━━━━━ Given data

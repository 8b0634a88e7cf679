//! Core data models for budget-insights
//!
//! This module contains the value types the reporting engine reads:
//! categories, transactions, budgets, periods and money.

pub mod budget;
pub mod category;
pub mod ids;
pub mod money;
pub mod period;
pub mod transaction;

pub use budget::Budget;
pub use category::{tips_by_category, Category, TipsByCategory, TransactionKind};
pub use ids::{CategoryId, TransactionId, UserId};
pub use money::Money;
pub use period::{Period, PeriodParseError, PeriodRange};
pub use transaction::Transaction;
//! budget-insights - Financial aggregation and reporting engine
//!
//! Turns a user's raw income and expense records into per-month category
//! totals, budget-versus-actual comparisons, top spending or earning
//! categories, and a multi-month balance and savings-rate trend.
//!
//! # Architecture
//!
//! The crate is organized into the following modules:
//!
//! - `models`: Core data models (periods, money, categories, transactions, budgets)
//! - `ledger`: The `LedgerQuery` trait and an in-memory ledger loaded from JSON/YAML
//! - `reports`: Pure report computations over fetched rows
//! - `services`: Report orchestration (one fetch, then pure functions)
//! - `config`: Configuration and path management
//! - `export`: JSON, YAML and CSV sinks
//! - `display`: Terminal formatting
//! - `cli`: Command handlers for the `insights` binary
//! - `error`: Custom error types
//!
//! # Example
//!
//! ```rust,ignore
//! use budget_insights::config::Settings;
//! use budget_insights::ledger::InMemoryLedger;
//! use budget_insights::models::{Period, UserId};
//! use budget_insights::services::ReportService;
//!
//! let ledger = InMemoryLedger::load("ledger.json")?;
//! let settings = Settings::default();
//! let service = ReportService::new(&ledger, &settings);
//! let summary = service.summary(&UserId::new("alice"), Period::parse("2024-03")?)?;
//! ```

pub mod cli;
pub mod config;
pub mod display;
pub mod error;
pub mod export;
pub mod ledger;
pub mod logging;
pub mod models;
pub mod reports;
pub mod services;

pub use error::{InsightsError, InsightsResult};
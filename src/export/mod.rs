//! Export module for budget-insights
//!
//! Result sinks for computed reports:
//! - JSON: machine-readable, wrapped in a versioned envelope
//! - YAML: human-readable, same envelope
//! - CSV: tabular reports only (spreadsheet-compatible)

pub mod csv;
pub mod json;
pub mod yaml;

pub use self::csv::{
    export_budget_entries_csv, export_category_shares_csv, export_hotspots_csv,
    export_periods_csv, export_register_csv, export_trend_csv,
};
pub use json::{export_json, ReportExport, EXPORT_SCHEMA_VERSION};
pub use yaml::export_yaml;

━━━━━━━━━━

Try it: Search the preceding listing for the word "transactions" and pull out every line that holds it.

Solved exercise:
//! categories, transactions, budgets, periods and money.
//! - `models`: Core data models (periods, money, categories, transactions, budgets)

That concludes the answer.